-- WHAT YOU HAVE TO DO --
Go through the material and return every line that contains the string "impl".

-- SUPPLIED MATERIAL --

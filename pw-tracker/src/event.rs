//! Events the tracker hands to its sinks.

use std::fmt;
use std::sync::Arc;

use pw_core::plane::{Plane, PlaneSnapshot};

/// Something happened to a plane: it appeared, its state changed, or the
/// registry forgot it.
#[derive(Debug, Clone)]
pub struct PlaneEvent {
    plane: Arc<Plane>,
    new: bool,
    removed: bool,
}

impl PlaneEvent {
    pub fn updated(plane: Arc<Plane>) -> Self {
        PlaneEvent { plane, new: false, removed: false }
    }

    pub fn appeared(plane: Arc<Plane>) -> Self {
        PlaneEvent { plane, new: true, removed: false }
    }

    pub fn removed(plane: Arc<Plane>) -> Self {
        PlaneEvent { plane, new: false, removed: true }
    }

    pub fn plane(&self) -> &Arc<Plane> {
        &self.plane
    }

    pub fn is_new(&self) -> bool {
        self.new
    }

    pub fn is_removed(&self) -> bool {
        self.removed
    }

    pub fn action(&self) -> &'static str {
        match (self.new, self.removed) {
            (_, true) => "removed",
            (true, false) => "new",
            (false, false) => "update",
        }
    }

    pub fn snapshot(&self) -> PlaneSnapshot {
        self.plane.snapshot()
    }
}

impl fmt::Display for PlaneEvent {
    fn fmt(&self, f: &mut fmt::Formatter<'_>) -> fmt::Result {
        write!(f, "{} {}", self.plane.icao_str(), self.action())
    }
}
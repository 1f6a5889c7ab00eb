//! Shared types, error enums and small helpers for pw-core.

use std::time::{SystemTime, UNIX_EPOCH};

use serde::Serialize;
use thiserror::Error;

/// All errors produced by pw-core.
#[derive(Debug, Error)]
pub enum PwError {
    #[error(transparent)]
    Decode(#[from] DecodeError),
    #[error(transparent)]
    Cpr(#[from] CprError),
    #[error("IO error: {0}")]
    Io(#[from] std::io::Error),
    #[error("config error: {0}")]
    Config(String),
}

pub type Result<T> = std::result::Result<T, PwError>;

/// Outcome of decoding a single frame.
///
/// Frames cache their decode result, so this is `Clone` and comparable:
/// decoding twice hands back the same error.
#[derive(Debug, Clone, PartialEq, Eq, Error)]
pub enum DecodeError {
    /// The frame is well formed but carries nothing worth decoding
    /// (keep-alives, Mode A/C, status messages, military DFs).
    #[error("frame carries no usable payload")]
    NoOp,
    #[error("frame too short: {0} bytes")]
    TooShort(usize),
    #[error("DF{df} expects {expected} bytes, got {actual}")]
    BadLength {
        df: u8,
        expected: usize,
        actual: usize,
    },
    #[error("unrecognized downlink format: {0}")]
    UnknownDf(u8),
    #[error("CRC validation failed")]
    Crc,
    #[error("invalid hex: {0}")]
    InvalidHex(String),
    #[error("unknown beast message type 0x{0:02X}")]
    UnknownBeastType(u8),
    #[error("malformed beast frame ({0} bytes)")]
    BadBeastFrame(usize),
    #[error("bad SBS1 message: {0}")]
    Sbs1(String),
}

impl DecodeError {
    pub fn is_noop(&self) -> bool {
        matches!(self, DecodeError::NoOp)
    }
}

/// CPR position resolution failures. All of these are recoverable: the
/// caller drops the attempt and waits for the next fragment.
#[derive(Debug, Clone, PartialEq, Error)]
pub enum CprError {
    #[error("no {0} CPR fragment to decode")]
    MissingFragment(&'static str),
    #[error("CPR pair is {0:.1}s apart")]
    StalePair(f64),
    #[error("even/odd latitude zones disagree ({even} vs {odd})")]
    ZoneMismatch { even: u32, odd: u32 },
    #[error("decoded position out of range: {lat:.6}, {lon:.6}")]
    OutOfRange { lat: f64, lon: f64 },
    #[error("surface or local decode needs a reference position")]
    NoReference,
}

// ---------------------------------------------------------------------------
// Downlink Format metadata
// ---------------------------------------------------------------------------

/// Metadata for a Downlink Format.
#[derive(Debug, Clone, Copy, PartialEq, Eq)]
pub struct DfInfo {
    pub name: &'static str,
    pub bytes: usize,
}

/// Known Downlink Format table.
pub const DF_TABLE: &[(u8, DfInfo)] = &[
    (0, DfInfo { name: "Short air-air surveillance", bytes: 7 }),
    (4, DfInfo { name: "Surveillance altitude reply", bytes: 7 }),
    (5, DfInfo { name: "Surveillance identity reply", bytes: 7 }),
    (11, DfInfo { name: "All-call reply", bytes: 7 }),
    (16, DfInfo { name: "Long air-air surveillance", bytes: 14 }),
    (17, DfInfo { name: "ADS-B extended squitter", bytes: 14 }),
    (18, DfInfo { name: "TIS-B / ADS-R", bytes: 14 }),
    (19, DfInfo { name: "Military extended squitter", bytes: 14 }),
    (20, DfInfo { name: "Comm-B altitude reply", bytes: 14 }),
    (21, DfInfo { name: "Comm-B identity reply", bytes: 14 }),
    (22, DfInfo { name: "Military use", bytes: 14 }),
    (24, DfInfo { name: "Comm-D extended length message", bytes: 14 }),
];

/// Look up DF metadata. Returns `None` for unrecognized DFs.
pub fn df_info(df: u8) -> Option<&'static DfInfo> {
    DF_TABLE.iter().find(|(d, _)| *d == df).map(|(_, info)| info)
}

// ---------------------------------------------------------------------------
// ICAO address helpers
// ---------------------------------------------------------------------------

/// 3-byte ICAO address. Stored as raw bytes to avoid per-frame String allocation.
pub type Icao = [u8; 3];

/// Format ICAO address as 6-char uppercase hex string.
pub fn icao_to_string(icao: &Icao) -> String {
    format!("{:02X}{:02X}{:02X}", icao[0], icao[1], icao[2])
}

/// Parse a 6-char hex string into an ICAO address.
pub fn icao_from_hex(hex: &str) -> Option<Icao> {
    if hex.len() != 6 {
        return None;
    }
    let val = u32::from_str_radix(hex, 16).ok()?;
    Some(icao_from_u32(val))
}

pub fn icao_to_u32(icao: &Icao) -> u32 {
    ((icao[0] as u32) << 16) | ((icao[1] as u32) << 8) | (icao[2] as u32)
}

pub fn icao_from_u32(val: u32) -> Icao {
    [
        ((val >> 16) & 0xFF) as u8,
        ((val >> 8) & 0xFF) as u8,
        (val & 0xFF) as u8,
    ]
}

// ---------------------------------------------------------------------------
// Hex utilities
// ---------------------------------------------------------------------------

/// Decode a hex string into bytes. Case-insensitive, must be even length.
pub fn hex_decode(hex: &str) -> Option<Vec<u8>> {
    let hex = hex.trim();
    if hex.len() % 2 != 0 {
        return None;
    }
    let mut bytes = Vec::with_capacity(hex.len() / 2);
    for chunk in hex.as_bytes().chunks(2) {
        let high = hex_digit(chunk[0])?;
        let low = hex_digit(chunk[1])?;
        bytes.push((high << 4) | low);
    }
    Some(bytes)
}

/// Encode bytes as uppercase hex string.
pub fn hex_encode(data: &[u8]) -> String {
    let mut s = String::with_capacity(data.len() * 2);
    for &b in data {
        s.push(HEX_CHARS[(b >> 4) as usize] as char);
        s.push(HEX_CHARS[(b & 0x0F) as usize] as char);
    }
    s
}

const HEX_CHARS: &[u8; 16] = b"0123456789ABCDEF";

fn hex_digit(c: u8) -> Option<u8> {
    match c {
        b'0'..=b'9' => Some(c - b'0'),
        b'a'..=b'f' => Some(c - b'a' + 10),
        b'A'..=b'F' => Some(c - b'A' + 10),
        _ => None,
    }
}

/// ADS-B character set for callsign encoding (6 bits per character).
pub const CALLSIGN_CHARSET: &[u8; 64] =
    b"#ABCDEFGHIJKLMNOPQRSTUVWXYZ##### ###############0123456789######";

/// Wall clock as fractional unix seconds.
pub fn now_secs() -> f64 {
    SystemTime::now()
        .duration_since(UNIX_EPOCH)
        .map(|d| d.as_secs_f64())
        .unwrap_or(0.0)
}

// ---------------------------------------------------------------------------
// Small value types shared by decoders and the plane model
// ---------------------------------------------------------------------------

#[derive(Debug, Clone, Copy, PartialEq, Eq, Default, Serialize)]
pub enum AltitudeUnits {
    #[default]
    Feet,
    Metres,
}

impl std::fmt::Display for AltitudeUnits {
    fn fmt(&self, f: &mut std::fmt::Formatter<'_>) -> std::fmt::Result {
        match self {
            AltitudeUnits::Feet => write!(f, "ft"),
            AltitudeUnits::Metres => write!(f, "m"),
        }
    }
}

/// Speed type for velocity messages.
#[derive(Debug, Clone, Copy, PartialEq, Eq, Serialize)]
pub enum SpeedType {
    Ground,
    IAS,
    TAS,
}

impl std::fmt::Display for SpeedType {
    fn fmt(&self, f: &mut std::fmt::Formatter<'_>) -> std::fmt::Result {
        match self {
            SpeedType::Ground => write!(f, "ground"),
            SpeedType::IAS => write!(f, "IAS"),
            SpeedType::TAS => write!(f, "TAS"),
        }
    }
}

/// TC28 emergency / priority state.
#[derive(Debug, Clone, Copy, PartialEq, Eq, Serialize)]
pub enum EmergencyState {
    None,
    General,
    Medical,
    MinimumFuel,
    NoCommunications,
    UnlawfulInterference,
    DownedAircraft,
    Reserved,
}

impl EmergencyState {
    pub fn from_code(code: u8) -> Self {
        match code {
            0 => EmergencyState::None,
            1 => EmergencyState::General,
            2 => EmergencyState::Medical,
            3 => EmergencyState::MinimumFuel,
            4 => EmergencyState::NoCommunications,
            5 => EmergencyState::UnlawfulInterference,
            6 => EmergencyState::DownedAircraft,
            _ => EmergencyState::Reserved,
        }
    }
}

impl std::fmt::Display for EmergencyState {
    fn fmt(&self, f: &mut std::fmt::Formatter<'_>) -> std::fmt::Result {
        let s = match self {
            EmergencyState::None => "No Emergency",
            EmergencyState::General => "General Emergency",
            EmergencyState::Medical => "Lifeguard/Medical",
            EmergencyState::MinimumFuel => "Minimum Fuel",
            EmergencyState::NoCommunications => "No Communications",
            EmergencyState::UnlawfulInterference => "Unlawful Interference",
            EmergencyState::DownedAircraft => "Downed Aircraft",
            EmergencyState::Reserved => "Reserved",
        };
        f.write_str(s)
    }
}

/// Surface operational status length/width, in metres.
#[derive(Debug, Clone, Copy, PartialEq, Serialize)]
pub struct AirframeSize {
    pub length_m: f32,
    pub width_m: f32,
}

-- SOLUTION TO THIS EXERCISE --
impl PlaneEvent {
impl fmt::Display for PlaneEvent {
impl DecodeError {
impl std::fmt::Display for AltitudeUnits {
impl std::fmt::Display for SpeedType {
impl EmergencyState {
impl std::fmt::Display for EmergencyState {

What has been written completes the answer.